It is worth mentioning that the presence of aspects such as blur or brightness does not imply that the media has bad quality. For example, aspects like blur are not necessarily associated to a bad capture. As shown in Fig. 9, this can be done for artistic purposes. We disconsidered subjective cases like these when performing our media quality evaluation, analyzing these cases just like the others.

Also, since a personal gallery may contain various pictures of the same scene, it is possible that more than one picture has good quality. In consequence, this could cause similar photographs ending up in the generated album. To avoid this, our work proposes the detection of similar images.

Blur Detection. The approach employed for blur detection is based on the Blind/Referenceless Image Spatial Quality Evaluator (BRISQUE) [10]. This technique uses mean subtracted contrast normalized (MSCN) coefficients, which can provide a quantitative description of the image just using its pixels. It was noted that an image exhibits a histogram of MSCN coefficients with a Gaussian like appearance, as shown in Fig. 10. Thus, [10] proposed a statistical relationship between these coefficients, being able to describe the visual aspects of the image using this Gaussian curve, such as blur. A blurred image will cause a characteristic distortion in these values, causing the Gaussian curve to change.

These curve aspects are used to train a support vector machine (SVM) model by using a set of blurred and unblurred training images. This enables the model to identify if an image is blurred or not, by only considering these mentioned aspects.

Exposure Detection. Exposure detection is inspired by the Zone System [1], which assigns numbers from 0 through 10 to different brightness values for an image - where 0 represents black, 5 middle gray, and 10 pure white. These values are known as zones, and are illustrated in Fig. 11.

This information is used to estimate a value related to the overall illumination of the scene, called the scene’s key value [12]. This key value is then used to classify an image as underexposed (very dark), illuminated neutrally or overexposed (very bright). Figure 12 shows that underexposed images have a lower key value, images with neutral illumination are associated with intermediate key values and overexposed images present a higher key value.

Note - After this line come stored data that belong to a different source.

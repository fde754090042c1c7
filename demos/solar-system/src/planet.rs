use glam::{Quat, Vec3};
use orrery_engine::{icosphere, torus};
use orrery_engine::{EngineContext, Entity, EntityId, LocalTransform, Material, MeshComponent, Motion};

use crate::bodies::{MoonSpec, PlanetSpec, RingSpec, MOON_ORBIT_RATE};

/// Spawn a textured planet, plus its ring and moon, under `parent`.
/// The planet starts at angle zero on its orbit.
pub fn spawn_planet(
    ctx: &mut EngineContext,
    parent: EntityId,
    spec: &PlanetSpec,
    distance: f32,
    detail: u32,
) -> EntityId {
    let geometry = ctx.geometries.insert(icosphere(spec.size, detail));
    let texture = texture_or_warn(ctx, spec.texture);

    let id = ctx.next_id();
    ctx.spawn_child(
        Entity::new(id)
            .with_tag(spec.name)
            .with_mesh(MeshComponent::new(geometry, Material::textured(texture))),
        parent,
        LocalTransform::from_translation(Vec3::new(distance, 0.0, 0.0)),
    );

    if let Some(ring) = &spec.ring {
        spawn_ring(ctx, id, spec.name, ring);
    }
    if let Some(moon) = &spec.moon {
        spawn_moon(ctx, id, moon, detail);
    }
    id
}

fn spawn_ring(ctx: &mut EngineContext, planet: EntityId, planet_name: &str, ring: &RingSpec) -> EntityId {
    let geometry = ctx.geometries.insert(torus(
        ring.radius,
        ring.tube,
        ring.radial_segments,
        ring.tubular_segments,
    ));
    let id = ctx.next_id();
    ctx.spawn_child(
        Entity::new(id)
            .with_tag(format!("{}-ring", planet_name))
            .with_mesh(MeshComponent::new(geometry, Material::standard())),
        planet,
        LocalTransform::new()
            .with_rotation(Quat::from_rotation_x(ring.tilt))
            .with_scale(Vec3::new(1.0, 1.0, ring.flatten)),
    )
}

/// The moon hangs off a spinning pivot so it circles the planet.
fn spawn_moon(ctx: &mut EngineContext, planet: EntityId, moon: &MoonSpec, detail: u32) -> EntityId {
    let pivot = ctx.next_id();
    ctx.spawn_child(
        Entity::new(pivot)
            .with_tag(format!("{}-pivot", moon.name))
            .with_motion(Motion::spin_y(MOON_ORBIT_RATE)),
        planet,
        LocalTransform::new(),
    );

    let geometry = ctx.geometries.insert(icosphere(moon.size, detail));
    let texture = texture_or_warn(ctx, moon.texture);
    let id = ctx.next_id();
    ctx.spawn_child(
        Entity::new(id)
            .with_tag(moon.name)
            .with_mesh(MeshComponent::new(geometry, Material::textured(texture))),
        pivot,
        LocalTransform::from_translation(Vec3::new(moon.distance, 0.0, 0.0)),
    )
}

fn texture_or_warn(ctx: &EngineContext, name: &str) -> Option<orrery_engine::TextureId> {
    let texture = ctx.textures.get(name);
    if texture.is_none() && !ctx.textures.is_empty() {
        log::warn!("texture '{}' missing from manifest", name);
    }
    texture
}

#[cfg(test)]
mod tests {
    use super::*;
    use crate::bodies::{DISTANCE_SCALE, EARTH, PLANETS, SATURN};

    fn root(ctx: &mut EngineContext) -> EntityId {
        let id = ctx.next_id();
        ctx.spawn(Entity::new(id), LocalTransform::new())
    }

    #[test]
    fn planet_sits_on_its_orbit() {
        let mut ctx = EngineContext::new();
        let parent = root(&mut ctx);
        let spec = &PLANETS[EARTH];
        let id = spawn_planet(&mut ctx, parent, spec, spec.distance(DISTANCE_SCALE), 2);

        ctx.graph.propagate(&mut ctx.scene);
        let earth = ctx.scene.get(id).unwrap();
        assert_eq!(earth.tag, "Earth");
        assert!((earth.world_position() - Vec3::new(3.0, 0.0, 0.0)).length() < 1e-5);

        let geometry = ctx.geometries.get(earth.mesh.as_ref().unwrap().geometry).unwrap();
        assert!((geometry.bounding_radius() - spec.size).abs() < 1e-4);
    }

    #[test]
    fn moon_follows_planet() {
        let mut ctx = EngineContext::new();
        let parent = root(&mut ctx);
        let spec = &PLANETS[EARTH];
        let earth = spawn_planet(&mut ctx, parent, spec, 3.0, 1);

        ctx.graph.propagate(&mut ctx.scene);
        let moon = ctx.scene.find_by_tag("Moon").unwrap();
        assert!((moon.world_position() - Vec3::new(3.4, 0.0, 0.0)).length() < 1e-5);

        ctx.graph.get_local_mut(earth).unwrap().translation = Vec3::new(0.0, 0.0, 3.0);
        ctx.update_motions(0.1);
        ctx.graph.propagate(&mut ctx.scene);
        let moon = ctx.scene.find_by_tag("Moon").unwrap();
        let offset = moon.world_position() - Vec3::new(0.0, 0.0, 3.0);
        assert!((offset.length() - 0.4).abs() < 1e-5);
        assert!(offset.x < 0.4, "pivot spin moved the moon");
    }

    #[test]
    fn saturn_ring_is_flattened_and_tilted() {
        let mut ctx = EngineContext::new();
        let parent = root(&mut ctx);
        let saturn = spawn_planet(&mut ctx, parent, &PLANETS[SATURN], 4.875, 1);

        let ring = ctx.scene.find_by_tag("Saturn-ring").unwrap().id;
        assert_eq!(ctx.graph.get_parent(ring), Some(saturn));
        let local = ctx.graph.get_local(ring).unwrap();
        assert_eq!(local.scale, Vec3::new(1.0, 1.0, 0.1));

        // The torus axis (local Z) ends up along world Y.
        let axis = local.rotation * Vec3::Z;
        assert!(axis.y.abs() > 0.999);
    }

    #[test]
    fn texture_comes_from_registry() {
        let manifest = orrery_engine::AssetManifest::from_json(
            r#"{ "textures": [{ "name": "earth", "path": "textures/earth.png" }] }"#,
        )
        .unwrap();
        let mut ctx = EngineContext::new();
        ctx.textures = orrery_engine::TextureRegistry::from_manifest(&manifest);
        let parent = root(&mut ctx);
        let id = spawn_planet(&mut ctx, parent, &PLANETS[EARTH], 3.0, 1);

        match ctx.scene.get(id).unwrap().mesh.as_ref().unwrap().material {
            Material::Standard { texture, .. } => assert_eq!(texture, ctx.textures.get("earth")),
            ref other => panic!("unexpected material {:?}", other),
        }
    }
}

Similar Images Detection. Our similar images detection algorithm is based on perceptual hashing [16], which only uses the information of the pixels. An overview of the similarity detection is shown in Fig. 13.

The two input images are, initially, segmented into grid blocks. By segmenting the images using a grid, it is able to make a more specific comparison of the two inputs, increasing the robustness of the technique. Afterwards, we use a hash to assign an individual binary code for each block, creating a representation of that image as an array containing only 0s and 1s.

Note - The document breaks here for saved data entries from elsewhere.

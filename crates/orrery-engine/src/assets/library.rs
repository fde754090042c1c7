use std::collections::HashMap;
use crate::assets::error::AssetError;
use crate::assets::obj::parse_obj;
use crate::geometry::{GeometryId, GeometryStore};

/// Named meshes loaded from OBJ text, in load order.
///
/// One file may hold several objects; each becomes its own geometry.
#[derive(Debug, Default)]
pub struct MeshLibrary {
    by_name: HashMap<String, Vec<GeometryId>>,
    order: Vec<String>,
}

impl MeshLibrary {
    pub fn new() -> Self {
        Self::default()
    }

    /// Parse `text` and store its objects under `name`. Reloading a name
    /// replaces its geometry list.
    pub fn load_obj(
        &mut self,
        name: &str,
        text: &str,
        geometries: &mut GeometryStore,
    ) -> Result<&[GeometryId], AssetError> {
        let meshes = parse_obj(text)?;
        let ids: Vec<GeometryId> = meshes
            .into_iter()
            .map(|mesh| geometries.insert(mesh.into_geometry()))
            .collect();
        log::info!("loaded mesh '{}' ({} objects)", name, ids.len());

        if !self.by_name.contains_key(name) {
            self.order.push(name.to_string());
        }
        let slot = self.by_name.entry(name.to_string()).or_default();
        *slot = ids;
        Ok(slot)
    }

    pub fn get(&self, name: &str) -> Option<&[GeometryId]> {
        self.by_name.get(name).map(Vec::as_slice)
    }

    pub fn contains(&self, name: &str) -> bool {
        self.by_name.contains_key(name)
    }

    /// Every loaded geometry, files in load order, objects in file order.
    pub fn all(&self) -> Vec<GeometryId> {
        self.order
            .iter()
            .filter_map(|name| self.by_name.get(name))
            .flatten()
            .copied()
            .collect()
    }

    pub fn len(&self) -> usize {
        self.order.len()
    }

    pub fn is_empty(&self) -> bool {
        self.order.is_empty()
    }
}

#[cfg(test)]
mod tests {
    use super::*;

    const TRI: &str = "v 0 0 0\nv 1 0 0\nv 0 1 0\nf 1 2 3\n";
    const TWO: &str = "v 0 0 0\nv 1 0 0\nv 0 1 0\no a\nf 1 2 3\no b\nf 1 3 2\n";

    #[test]
    fn loads_objects_in_order() {
        let mut geometries = GeometryStore::new();
        let mut library = MeshLibrary::new();
        library.load_obj("Rock2", TWO, &mut geometries).unwrap();
        library.load_obj("Rock1", TRI, &mut geometries).unwrap();

        assert_eq!(library.get("Rock2").unwrap().len(), 2);
        assert_eq!(library.all(), vec![GeometryId(0), GeometryId(1), GeometryId(2)]);
        assert_eq!(geometries.len(), 3);
    }

    #[test]
    fn failed_load_leaves_library_untouched() {
        let mut geometries = GeometryStore::new();
        let mut library = MeshLibrary::new();
        assert!(library.load_obj("Rock1", "f 1 2 3\n", &mut geometries).is_err());
        assert!(!library.contains("Rock1"));
        assert!(geometries.is_empty());
    }
}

Finally, given the two binary codes of the input images, we calculate their similarity degree by estimating how much they differ, using hamming distance. Thus, it is expected that similar images will have a high similarity degree.

3.3 Image Content Analysis

For humans it is possible, as an example, to identify that a photograph is related to a party by recognizing balloons, a cake, party hats, etc. (Fig. 14). In this sense, this work enables understanding the scene’s context based on the objects captured. Using object detection, it is possible to use the classes of the detected objects to obtain this context information.

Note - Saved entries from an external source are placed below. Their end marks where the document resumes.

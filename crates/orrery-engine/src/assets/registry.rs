use std::collections::HashMap;
use crate::assets::manifest::AssetManifest;

/// Index of a texture in the manifest's `textures` list.
#[derive(Debug, Clone, Copy, PartialEq, Eq, Hash)]
pub struct TextureId(pub u32);

/// Registry of named textures, built from an AssetManifest.
/// Provides name-based texture lookup for game code.
#[derive(Debug, Default)]
pub struct TextureRegistry {
    textures: HashMap<String, TextureId>,
}

impl TextureRegistry {
    pub fn new() -> Self {
        Self::default()
    }

    /// Build a registry from a parsed AssetManifest.
    pub fn from_manifest(manifest: &AssetManifest) -> Self {
        let textures = manifest
            .textures
            .iter()
            .enumerate()
            .map(|(i, desc)| (desc.name.clone(), TextureId(i as u32)))
            .collect();
        Self { textures }
    }

    /// Look up a texture by name. Returns None if not found.
    pub fn get(&self, name: &str) -> Option<TextureId> {
        self.textures.get(name).copied()
    }

    pub fn len(&self) -> usize {
        self.textures.len()
    }

    pub fn is_empty(&self) -> bool {
        self.textures.is_empty()
    }
}
pub mod queue;

pub use queue::{InputEvent, InputQueue};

Object Detection. The approach adopted for object detection is based on the YOLO system [11]. The process performed by YOLO is described in Fig. 15.

Using a single convolutional neural network, it segments the input image into various regions. Each region is associated with a probability of containing an object of some class (e.g. dog, car or bicycle), as shown in Fig. 16.

After increasing its confidence in its predictions, this method finally considers the object classes with the highest probabilities and outputs the corresponding bounding boxes for each object class detected.

3.4 Video Processing

All of the previous analyses for images can be extended to video frames. This is done by analyzing each individual video frame and averaging these characteristics for the whole video. We, therefore, combine an individual frame analysis along with the media’s spatiotemporal information. By describing the stableness of the video, we can estimate if a video is shaky or steady. In this section, we detail the detection of what is called hand shakiness.

Hand Shakiness Detection. The approach employed for hand shakiness detection is based on the method proposed by [17]. This technique uses the frame’s optical flow information, which is the structure of the movement between two consecutive frames. Figure 17 shows a visualization of this structure.

Since only the motion of the camera describes the video’s movement stableness, it is expected that framed objects moving in the scene should not be considered. It is then necessary to distinguish the movement of the objects from the movement of the camera itself. As proposed by [17], extracting the frame’s optical flow information from its border area addresses this issue, increasing the robustness of this method (Fig. 18).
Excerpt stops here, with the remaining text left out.